Nerve damage in patients with multiple sclerosis (MS) interferes with the communication between the brain and the rest of the body. Any of the body’s systems can be affected, and the condition can be lifelong as MS patients here in New Mexico are already aware. Treatment can help with the symptoms, but there is no known cure. Even so, a doctor on the west coast believes that a controversial procedure could cure patients. The question before a court in his area is whether an injury to a patient during the procedure constitutes medical malpractice.
The procedure, which is balloon angioplasty, remains experimental in the treatment of MS. The current case involves a then 54-year-old woman with MS who underwent the procedure and then suffered a stroke. She claims that a perforation during the surgery caused her stroke. She is now unable to perform daily tasks such as dressing herself and can no longer walk.
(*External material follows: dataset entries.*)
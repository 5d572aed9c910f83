//! # Server Configuration
//!
//! This module contains the server setup and configuration for the Collecty API.
//! Two surfaces share one router: the public embed surface (artifact delivery
//! and subscribe, no auth) and the management surface under `/api/v1`, which
//! sits behind the operator bearer token and owner header.

use std::sync::Arc;
use std::time::Duration;

use axum::{
    Router,
    extract::Request,
    http::{HeaderValue, Method},
    middleware::{self, Next},
    response::Response,
    routing::{get, patch, post, put},
};
use sea_orm::DatabaseConnection;
use tower_http::cors::{Any, CorsLayer};
use tower_http::trace::TraceLayer;
use utoipa::{Modify, OpenApi};
use utoipa_swagger_ui::SwaggerUi;

use crate::auth::auth_middleware;
use crate::config::AppConfig;
use crate::handlers;
use crate::rate_limit::{RateLimiter, build_limiter};
use crate::telemetry::{self, TraceContext};

/// Application state containing shared resources
#[derive(Clone)]
pub struct AppState {
    pub config: Arc<AppConfig>,
    pub db: DatabaseConnection,
    pub limiter: Arc<dyn RateLimiter>,
}

/// Build an [`AppState`] from parts, constructing the limiter named by the
/// configuration. Handler tests use this with an in-memory database.
pub fn create_test_app_state(config: AppConfig, db: DatabaseConnection) -> AppState {
    let limiter = build_limiter(&config.rate_limit);
    AppState {
        config: Arc::new(config),
        db,
        limiter,
    }
}

/// Mint a trace context per request, expose it to extractors and handlers,
/// and echo the id back so clients can quote it in reports.
async fn trace_context_middleware(mut request: Request, next: Next) -> Response {
    let context = TraceContext::new();
    let trace_id = context.trace_id.clone();
    request.extensions_mut().insert(context.clone());

    let mut response = telemetry::with_trace_context(context, next.run(request)).await;

    if let Ok(value) = HeaderValue::from_str(&trace_id) {
        response.headers_mut().insert("x-trace-id", value);
    }
    response
}

/// Creates and configures the Axum application router
pub fn create_app(state: AppState) -> Router {
    // Subscribe is called cross-origin from every embedding page, so it
    // gets a permissive CORS policy. Artifact routes manage their own
    // headers; layering CORS over them would duplicate the allow-origin.
    let subscribe_cors = CorsLayer::new()
        .allow_origin(Any)
        .allow_methods([Method::POST, Method::OPTIONS])
        .allow_headers(Any)
        .max_age(Duration::from_secs(86400));

    let public = Router::new()
        .route("/", get(handlers::root))
        .route("/health", get(handlers::health))
        .route("/widget/{id}/widget.js", get(handlers::artifacts::widget_js))
        .route("/widget/{id}/popup.js", get(handlers::artifacts::popup_js))
        .route("/widget/{id}/inline.js", get(handlers::artifacts::inline_js))
        .route(
            "/widget/{id}/inline.html",
            get(handlers::artifacts::inline_html),
        )
        .route(
            "/api/v1/subscribe",
            post(handlers::subscribe::subscribe).layer(subscribe_cors),
        );

    let management = Router::new()
        .route("/api/v1/projects", post(handlers::projects::create_project))
        .route("/api/v1/projects/{id}", get(handlers::projects::get_project))
        .route(
            "/api/v1/projects/{id}/widgets",
            post(handlers::widgets::create_widget).get(handlers::widgets::list_widgets),
        )
        .route(
            "/api/v1/projects/{id}/subscribers",
            get(handlers::projects::list_subscribers),
        )
        .route(
            "/api/v1/projects/{id}/api-keys",
            post(handlers::api_keys::create_api_key).get(handlers::api_keys::list_api_keys),
        )
        .route(
            "/api/v1/widgets/{id}",
            patch(handlers::widgets::update_widget).delete(handlers::widgets::delete_widget),
        )
        .route(
            "/api/v1/widgets/{id}/lead-magnet",
            put(handlers::widgets::put_lead_magnet).delete(handlers::widgets::delete_lead_magnet),
        )
        .route_layer(middleware::from_fn_with_state(
            Arc::clone(&state.config),
            auth_middleware,
        ));

    public
        .merge(management)
        .layer(middleware::from_fn(trace_context_middleware))
        .layer(TraceLayer::new_for_http())
        .with_state(state)
        .merge(SwaggerUi::new("/docs").url("/openapi.json", ApiDoc::openapi()))
}

/// Starts the server with the given configuration
pub async fn run_server(
    config: AppConfig,
    db: DatabaseConnection,
) -> Result<(), Box<dyn std::error::Error>> {
    let addr = config
        .bind_addr()
        .map_err(|e| format!("Invalid server address: {}", e))?;

    let limiter = build_limiter(&config.rate_limit);
    let state = AppState {
        config: Arc::new(config),
        db,
        limiter,
    };
    let app = create_app(state);

    let listener = tokio::net::TcpListener::bind(addr).await?;
    tracing::info!(%addr, "server listening");

    axum::serve(listener, app).await?;

    Ok(())
}

/// OpenAPI documentation
#[derive(OpenApi)]
#[openapi(
    paths(
        crate::handlers::root,
        crate::handlers::health,
        crate::handlers::artifacts::widget_js,
        crate::handlers::artifacts::popup_js,
        crate::handlers::artifacts::inline_js,
        crate::handlers::artifacts::inline_html,
        crate::handlers::subscribe::subscribe,
        crate::handlers::projects::create_project,
        crate::handlers::projects::get_project,
        crate::handlers::projects::list_subscribers,
        crate::handlers::widgets::create_widget,
        crate::handlers::widgets::list_widgets,
        crate::handlers::widgets::update_widget,
        crate::handlers::widgets::delete_widget,
        crate::handlers::widgets::put_lead_magnet,
        crate::handlers::widgets::delete_lead_magnet,
        crate::handlers::api_keys::create_api_key,
        crate::handlers::api_keys::list_api_keys,
    ),
    components(
        schemas(
            crate::models::ServiceInfo,
            crate::error::ApiError,
            crate::handlers::subscribe::SubscribeRequestDto,
            crate::handlers::subscribe::SubscribeResponseDto,
            crate::handlers::projects::CreateProjectRequestDto,
            crate::handlers::projects::ProjectResponseDto,
            crate::handlers::projects::SubscriberDto,
            crate::handlers::widgets::CreateWidgetRequestDto,
            crate::handlers::widgets::UpdateWidgetRequestDto,
            crate::handlers::widgets::WidgetResponseDto,
            crate::handlers::widgets::LeadMagnetRequestDto,
            crate::handlers::widgets::LeadMagnetResponseDto,
            crate::handlers::api_keys::CreateApiKeyRequestDto,
            crate::handlers::api_keys::MintedApiKeyDto,
            crate::handlers::api_keys::ApiKeyResponseDto,
        )
    ),
    modifiers(&SecurityAddon),
    info(
        title = "Collecty API",
        description = "Email collection widgets: artifact delivery, subscriptions and project management",
        version = env!("CARGO_PKG_VERSION"),
    )
)]
pub struct ApiDoc;

/// Registers the operator bearer token scheme referenced by management paths
struct SecurityAddon;

impl Modify for SecurityAddon {
    fn modify(&self, openapi: &mut utoipa::openapi::OpenApi) {
        use utoipa::openapi::security::{HttpAuthScheme, HttpBuilder, SecurityScheme};

        if let Some(components) = openapi.components.as_mut() {
            components.add_security_scheme(
                "bearer_auth",
                SecurityScheme::Http(
                    HttpBuilder::new()
                        .scheme(HttpAuthScheme::Bearer)
                        .description(Some("Static operator token".to_string()))
                        .build(),
                ),
            );
        }
    }
}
The doctor claims that the patient knew that a stroke was a potential risk for the procedure and that he did not make an error during the procedure. He goes on to say that perforations are not detectable during the surgery and are not considered to be negligence. It will be up to the court to determine who is right.
Even if a New Mexico patient is aware that a certain surgical risk exists, that does not necessarily mean that it was not medical malpractice if it occurs. Informing a patient about the risk does not excuse a surgeon who incorrectly performs a procedure or makes a mistake during it. If an injured patient, or a family whose loved one died, believes that a doctor error occurred, it would be beneficial to discuss the matter with an attorney to discuss the possibility of filing a legal action.